En parlant de l'Algérie, le cofondateur de MediaPart a ensuite appelé, une fois de plus, la France à reconnaître ses crimes coloniaux. Il a souligné la nécessité de les reconnaître "pour ne pas répéter les drames".

"Il ne s’agit pas de s’excuser, mais de reconnaître, admettre que la France a fait des tragédies", insiste-t-il. "Moi je regrette que nos dirigeants politique ne viennent pas ici à Alger dire : Oui la colonisation était une erreur. Oui elle a créé des drames, mais au même temps elle a crée les liens qui permettent que je viens le dire", a-t-il déclaré.

Il a également affirmé la nécessité de restituer les archives sur la colonisation française aux Algériens, pour "la vérité et la réconciliation". "Il faut que toutes les archives soient mises sur table, y compris celles qui dérangent, celles qui font mal. Il faut que les historiens, français et algériens, puissent y avoir accès", a-t-il rajouté.

"Le peuple algérien aujourd'hui doit avoir un accès libre à son histoire. Nous savons par exemple que Abane Ramdane a été assassiné par les siens. Il faut le dire, le vivre et l'accepter".
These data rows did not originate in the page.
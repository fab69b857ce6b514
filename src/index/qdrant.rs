//! Qdrant REST API implementation of `VectorIndex`.
//!
//! Responses arrive wrapped in the `{ "result": ..., "status": "ok" }`
//! envelope. Upserts are issued with `wait=true` so a search directly after
//! ingestion observes the new points.

use async_trait::async_trait;
use reqwest::Client;
use serde::Deserialize;
use serde_json::json;

use crate::config::QdrantConfig;
use crate::errors::RagError;

use super::{ChunkPayload, CollectionSchema, PointRecord, ScoredPoint, VectorIndex};

#[derive(Clone)]
pub struct QdrantIndex {
    base_url: String,
    client: Client,
}

#[derive(Deserialize)]
struct Envelope<T> {
    result: T,
}

#[derive(Deserialize)]
struct ExistsResult {
    exists: bool,
}

#[derive(Deserialize)]
struct CollectionInfo {
    config: CollectionConfig,
}

#[derive(Deserialize)]
struct CollectionConfig {
    params: CollectionParams,
}

#[derive(Deserialize)]
struct CollectionParams {
    vectors: VectorParams,
}

#[derive(Deserialize)]
struct VectorParams {
    size: usize,
    distance: String,
}

#[derive(Deserialize)]
struct SearchHit {
    id: u64,
    score: f32,
    payload: Option<ChunkPayload>,
}

impl QdrantIndex {
    pub fn new(config: &QdrantConfig) -> Self {
        Self {
            base_url: config.url.trim_end_matches('/').to_string(),
            client: Client::new(),
        }
    }

    async fn collection_exists(&self, name: &str) -> Result<bool, RagError> {
        let url = format!("{}/collections/{}/exists", self.base_url, name);
        let res = self.client.get(&url).send().await?;
        let body: Envelope<ExistsResult> = decode(res).await?;
        Ok(body.result.exists)
    }

    async fn live_schema(&self, name: &str) -> Result<VectorParams, RagError> {
        let url = format!("{}/collections/{}", self.base_url, name);
        let res = self.client.get(&url).send().await?;
        let body: Envelope<CollectionInfo> = decode(res).await?;
        Ok(body.result.config.params.vectors)
    }

    async fn create_collection(&self, schema: &CollectionSchema) -> Result<(), RagError> {
        let url = format!("{}/collections/{}", self.base_url, schema.name);
        let body = json!({
            "vectors": {
                "size": schema.vector_size,
                "distance": schema.distance.as_str(),
            }
        });
        let res = self.client.put(&url).json(&body).send().await?;
        check_status(res).await
    }
}

#[async_trait]
impl VectorIndex for QdrantIndex {
    async fn ensure_collection(&self, schema: &CollectionSchema) -> Result<(), RagError> {
        if self.collection_exists(&schema.name).await? {
            let live = self.live_schema(&schema.name).await?;
            if live.size != schema.vector_size || live.distance != schema.distance.as_str() {
                return Err(RagError::CollectionMismatch {
                    collection: schema.name.clone(),
                    found: format!("size {} distance {}", live.size, live.distance),
                    requested: format!("size {} distance {}", schema.vector_size, schema.distance),
                });
            }
            tracing::info!("collection '{}' already exists", schema.name);
            return Ok(());
        }

        tracing::info!("creating collection '{}'", schema.name);
        self.create_collection(schema).await
    }

    async fn upsert(&self, collection: &str, points: &[PointRecord]) -> Result<(), RagError> {
        let url = format!(
            "{}/collections/{}/points?wait=true",
            self.base_url, collection
        );
        let body = json!({
            "points": points
                .iter()
                .map(|p| json!({
                    "id": p.id,
                    "vector": p.vector,
                    "payload": p.payload,
                }))
                .collect::<Vec<_>>(),
        });
        let res = self.client.put(&url).json(&body).send().await?;
        check_status(res).await
    }

    async fn search(
        &self,
        collection: &str,
        vector: &[f32],
        limit: usize,
    ) -> Result<Vec<ScoredPoint>, RagError> {
        let url = format!("{}/collections/{}/points/search", self.base_url, collection);
        let body = json!({
            "vector": vector,
            "limit": limit,
            "with_payload": true,
        });
        let res = self.client.post(&url).json(&body).send().await?;
        let body: Envelope<Vec<SearchHit>> = decode(res).await?;
        Ok(body
            .result
            .into_iter()
            .map(|hit| ScoredPoint {
                id: hit.id,
                score: hit.score,
                payload: hit.payload,
            })
            .collect())
    }
}

async fn check_status(res: reqwest::Response) -> Result<(), RagError> {
    let status = res.status();
    if status.is_success() {
        return Ok(());
    }
    let message = res.text().await.unwrap_or_default();
    Err(RagError::Service {
        service: "index",
        status: status.as_u16(),
        message,
    })
}

async fn decode<T: serde::de::DeserializeOwned>(res: reqwest::Response) -> Result<T, RagError> {
    let status = res.status();
    if !status.is_success() {
        let message = res.text().await.unwrap_or_default();
        return Err(RagError::Service {
            service: "index",
            status: status.as_u16(),
            message,
        });
    }
    res.json()
        .await
        .map_err(|e| RagError::invalid_response("index", e.to_string()))
}
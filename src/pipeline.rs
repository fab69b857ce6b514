//! Ingestion and retrieval orchestration.
//!
//! `RagPipeline` is the one context object threading the embedding client,
//! the vector index, and the configuration through the run; nothing here is
//! process-global.

use futures_util::stream::{self, StreamExt};

use crate::config::Config;
use crate::corpus::Chunk;
use crate::errors::RagError;
use crate::index::{ChunkPayload, CollectionSchema, Distance, PointRecord, VectorIndex};
use crate::llm::Embedder;

pub struct RagPipeline<E, V> {
    embedder: E,
    index: V,
    config: Config,
}

impl<E: Embedder, V: VectorIndex> RagPipeline<E, V> {
    pub fn new(embedder: E, index: V, config: Config) -> Self {
        Self {
            embedder,
            index,
            config,
        }
    }

    #[cfg(test)]
    pub fn index(&self) -> &V {
        &self.index
    }

    fn schema(&self) -> CollectionSchema {
        CollectionSchema {
            name: self.config.qdrant.collection.clone(),
            vector_size: self.config.qdrant.vector_size,
            distance: Distance::Cosine,
        }
    }

    /// Create the collection if it does not exist yet; an existing one must
    /// match the configured dimensionality and metric.
    pub async fn prepare_collection(&self) -> Result<(), RagError> {
        self.index.ensure_collection(&self.schema()).await
    }

    /// Embed all chunks and upsert them as one batch. Returns the number of
    /// points written.
    pub async fn ingest(&self, chunks: &[Chunk]) -> Result<usize, RagError> {
        let points = self.embed_chunks(chunks).await?;
        self.index
            .upsert(&self.config.qdrant.collection, &points)
            .await?;
        for point in &points {
            tracing::info!(
                "inserted point id {} text {:?}",
                point.payload.id,
                point.payload.text
            );
        }
        Ok(points.len())
    }

    /// Embed the query and validate its dimensionality.
    pub async fn embed_query(&self, query: &str) -> Result<Vec<f32>, RagError> {
        let vector = self.embedder.embed(query).await?;
        self.check_dimensions(&vector)?;
        Ok(vector)
    }

    /// Similarity search; returns the stored texts highest score first.
    pub async fn search(&self, vector: &[f32], limit: usize) -> Result<Vec<String>, RagError> {
        let hits = self
            .index
            .search(&self.config.qdrant.collection, vector, limit)
            .await?;
        tracing::info!("{} relevant points found", hits.len());
        for hit in &hits {
            tracing::info!("search hit id {} score {}", hit.id, hit.score);
        }
        Ok(hits
            .into_iter()
            .filter_map(|hit| hit.payload.map(|p| p.text))
            .collect())
    }

    /// Embed a query and retrieve the top-`limit` stored texts for it.
    pub async fn retrieve(&self, query: &str, limit: usize) -> Result<Vec<String>, RagError> {
        let vector = self.embed_query(query).await?;
        self.search(&vector, limit).await
    }

    /// Embedding requests run with bounded, order-preserving concurrency;
    /// ids were assigned at load time so completion order does not matter.
    async fn embed_chunks(&self, chunks: &[Chunk]) -> Result<Vec<PointRecord>, RagError> {
        let concurrency = self.config.corpus.embed_concurrency.max(1);
        let results: Vec<Result<PointRecord, RagError>> = stream::iter(chunks)
            .map(|chunk| async move {
                let vector = self.embedder.embed(&chunk.text).await?;
                self.check_dimensions(&vector)?;
                Ok(PointRecord {
                    id: chunk.id,
                    vector,
                    payload: ChunkPayload {
                        id: chunk.id,
                        text: chunk.text.clone(),
                    },
                })
            })
            .buffered(concurrency)
            .collect()
            .await;
        results.into_iter().collect()
    }

    fn check_dimensions(&self, vector: &[f32]) -> Result<(), RagError> {
        let expected = self.config.qdrant.vector_size;
        if vector.len() != expected {
            return Err(RagError::DimensionMismatch {
                expected,
                actual: vector.len(),
            });
        }
        Ok(())
    }
}
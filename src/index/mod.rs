//! Vector index abstraction and the Qdrant-backed implementation.
//!
//! The pipeline talks to the index through the `VectorIndex` trait:
//! idempotent collection setup, batch upsert by id, and similarity search
//! returning payloads score-descending.

#[cfg(test)]
pub mod memory;
pub mod qdrant;

use async_trait::async_trait;
use serde::{Deserialize, Serialize};

use crate::errors::RagError;

/// Distance metric of a collection.
#[derive(Debug, Clone, Copy, PartialEq, Eq)]
#[allow(dead_code)]
pub enum Distance {
    Cosine,
    Dot,
    Euclid,
}

impl Distance {
    pub fn as_str(&self) -> &'static str {
        match self {
            Distance::Cosine => "Cosine",
            Distance::Dot => "Dot",
            Distance::Euclid => "Euclid",
        }
    }
}

impl std::fmt::Display for Distance {
    fn fmt(&self, f: &mut std::fmt::Formatter<'_>) -> std::fmt::Result {
        f.write_str(self.as_str())
    }
}

/// Requested shape of a collection: name, dimensionality, metric.
#[derive(Debug, Clone)]
pub struct CollectionSchema {
    pub name: String,
    pub vector_size: usize,
    pub distance: Distance,
}

/// Payload stored alongside each vector; comes back verbatim in search hits.
#[derive(Debug, Clone, PartialEq, Eq, Serialize, Deserialize)]
pub struct ChunkPayload {
    pub id: u64,
    pub text: String,
}

/// One point to upsert: positional id, embedding vector, payload.
#[derive(Debug, Clone)]
pub struct PointRecord {
    pub id: u64,
    pub vector: Vec<f32>,
    pub payload: ChunkPayload,
}

/// One similarity search hit, score-descending within a result set.
#[derive(Debug, Clone)]
pub struct ScoredPoint {
    pub id: u64,
    pub score: f32,
    pub payload: Option<ChunkPayload>,
}

#[async_trait]
pub trait VectorIndex: Send + Sync {
    /// Create the collection if absent. An existing collection is validated
    /// against the requested schema; a size or metric mismatch is fatal.
    async fn ensure_collection(&self, schema: &CollectionSchema) -> Result<(), RagError>;

    /// Insert or replace points by id as one batch. A failure aborts the
    /// whole batch and propagates.
    async fn upsert(&self, collection: &str, points: &[PointRecord]) -> Result<(), RagError>;

    /// Return up to `limit` nearest neighbors, highest score first, with
    /// their stored payloads.
    async fn search(
        &self,
        collection: &str,
        vector: &[f32],
        limit: usize,
    ) -> Result<Vec<ScoredPoint>, RagError>;
}
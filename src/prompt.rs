//! Completion prompt assembly from retrieved context.

/// Join retrieved texts into one context block and interpolate it, together
/// with the system prompt, into the completion template. Pure and
/// deterministic: identical inputs produce byte-identical output.
pub fn assemble(system_prompt: &str, contexts: &[String]) -> String {
    let context = contexts.join(" ");
    format!(
        "{}\n\nBased on the context provided from the vector database, here is the relevant information:\n\n{}\n\n",
        system_prompt, context
    )
}

#[cfg(test)]
mod tests {
    use super::*;

    #[test]
    fn joins_contexts_with_a_single_space() {
        let contexts = vec!["one".to_string(), "two".to_string(), "three".to_string()];
        let prompt = assemble("system", &contexts);
        assert!(prompt.contains("one two three"));
    }

    #[test]
    fn output_is_byte_identical_for_identical_inputs() {
        let contexts = vec!["a".to_string(), "b".to_string()];
        let first = assemble("answer briefly", &contexts);
        let second = assemble("answer briefly", &contexts);
        assert_eq!(first, second);
    }

    #[test]
    fn template_shape_is_fixed() {
        let prompt = assemble("SYS", &["CTX".to_string()]);
        assert_eq!(
            prompt,
            "SYS\n\nBased on the context provided from the vector database, here is the relevant information:\n\nCTX\n\n"
        );
    }

    #[test]
    fn empty_context_list_still_produces_the_template() {
        let prompt = assemble("SYS", &[]);
        assert!(prompt.starts_with("SYS\n\n"));
        assert!(prompt.ends_with("\n\n\n\n"));
    }
}
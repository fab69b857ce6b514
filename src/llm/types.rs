use serde::{Deserialize, Serialize};

#[derive(Debug, Serialize)]
pub struct EmbedRequest<'a> {
    pub model: &'a str,
    pub input: &'a str,
}

#[derive(Debug, Serialize)]
pub struct GenerateRequest<'a> {
    pub model: &'a str,
    pub prompt: &'a str,
}

/// One line of the newline-delimited generation stream. Fields beyond the
/// partial text and the completion flag are ignored.
#[derive(Debug, Clone, Deserialize)]
pub struct GenerateFragment {
    #[serde(default)]
    pub response: String,
    #[serde(default)]
    pub done: bool,
}
use std::future::Future;
use std::sync::OnceLock;

use tracing_appender::non_blocking::WorkerGuard;
use tracing_subscriber::layer::SubscriberExt;
use tracing_subscriber::util::SubscriberInitExt;

use crate::config::LoggingConfig;
use crate::errors::RagError;

static LOG_GUARD: OnceLock<WorkerGuard> = OnceLock::new();

const DIVIDER: &str = "--------------------------------------------------";

pub fn init(config: &LoggingConfig) {
    let _ = std::fs::create_dir_all(&config.dir);

    let file_appender = tracing_appender::rolling::never(&config.dir, "ragline.log");
    let (non_blocking, guard) = tracing_appender::non_blocking(file_appender);
    let _ = LOG_GUARD.set(guard);

    let env_filter = tracing_subscriber::EnvFilter::try_from_default_env()
        .unwrap_or_else(|_| tracing_subscriber::EnvFilter::new(&config.filter));

    let stdout_layer = tracing_subscriber::fmt::layer().with_target(false);
    let file_layer = tracing_subscriber::fmt::layer()
        .with_target(false)
        .with_ansi(false)
        .with_writer(non_blocking);

    tracing_subscriber::registry()
        .with(env_filter)
        .with(stdout_layer)
        .with(file_layer)
        .init();
}

/// Run one pipeline phase inside divider banners.
///
/// On failure the error is logged with the phase name before propagating;
/// there is no recovery at this level.
pub async fn phase<T, F>(name: &str, fut: F) -> Result<T, RagError>
where
    F: Future<Output = Result<T, RagError>>,
{
    tracing::info!("{}", DIVIDER);
    tracing::info!("STARTING {}", name);
    tracing::info!("{}", DIVIDER);

    match fut.await {
        Ok(value) => {
            tracing::info!("COMPLETED {}", name);
            tracing::info!("{}", DIVIDER);
            Ok(value)
        }
        Err(err) => {
            tracing::error!("ERROR in {}: {}", name, err);
            tracing::info!("{}", DIVIDER);
            Err(err)
        }
    }
}

#[cfg(test)]
mod tests {
    use super::*;

    #[tokio::test]
    async fn phase_passes_the_value_through() {
        let value = phase("TEST PHASE", async { Ok::<_, RagError>(42) })
            .await
            .unwrap();
        assert_eq!(value, 42);
    }

    #[tokio::test]
    async fn phase_propagates_the_error() {
        let result: Result<(), _> = phase("FAILING PHASE", async {
            Err(RagError::Config("boom".to_string()))
        })
        .await;
        assert!(matches!(result, Err(RagError::Config(_))));
    }
}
L'écrivain a par la suite appelé à cesser "toute concurrence de victimes", cette "guerre des mémoires" et cette "hiérarchie des crimes" pour pouvoir les "reconnaître et inventer un chemin nouveau".

"Ce n'est pas juger ou faire de la morale mais inventer une nouvelle histoire, qui ne répète pas les crimes, ces tragédies et ne répète pas les drames", a-t-il conclu.